When the mains is rising, the output of the power supply rises and when it is 1.7v, the red LED turns ON and the voltage does not rise any more.
This means the voltage-difference between the top of the red LED and the mains will be stored in the capacitor and the capacitor will be charged to 338v.
When the voltage of the mains falls, the output of the power supply will be NEGATIVE and when it is 0.7v NEGATIVE, the diode prevents the voltage falling. The capacitor is discharged and starts to charge in the opposite direction to 340v.
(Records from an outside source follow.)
//! Engine error types.

use thiserror::Error;

/// Errors raised while establishing a session.
///
/// A connection error is terminal for that attempt: the core surfaces it as
/// "not connected" and does not retry.
#[derive(Error, Debug, Clone, PartialEq, Eq)]
pub enum ConnectionError {
    /// Server address or port is malformed.
    #[error("invalid address: {0}")]
    InvalidAddress(String),

    /// Server could not be reached.
    #[error("cannot reach {addr}: {reason}")]
    Unreachable {
        /// Address that was dialed.
        addr: String,
        /// Underlying failure.
        reason: String,
    },

    /// Engine is already running a session.
    #[error("already connected")]
    AlreadyConnected,
}

/// Errors raised when issuing a command.
#[derive(Error, Debug, Clone, Copy, PartialEq, Eq)]
pub enum EngineError {
    /// No session has been established.
    #[error("not connected")]
    NotConnected,

    /// Session has ended; the command was dropped.
    #[error("connection closed")]
    Closed,
}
It really has -340v across its terminals.  
The red LED is the LOAD in one direction and the diode is the LOAD in the other direction.

Fig 8. POWER SUPPLY using a single diode

                                   to Index

The basic half-wave capacitor-fed power supply is shown in the diagram.
Each 100n of capacitance will deliver 7mA RMS (10mA peak on each half-cycle).
In the half-wave supply, the capacitor delivers 3.5mA RMS because the current is lost in the lower diode when it discharges the capacitor.
Don't use the peak value in any calculations because this only applies for a very short portion of the cycle (or half-cycle). 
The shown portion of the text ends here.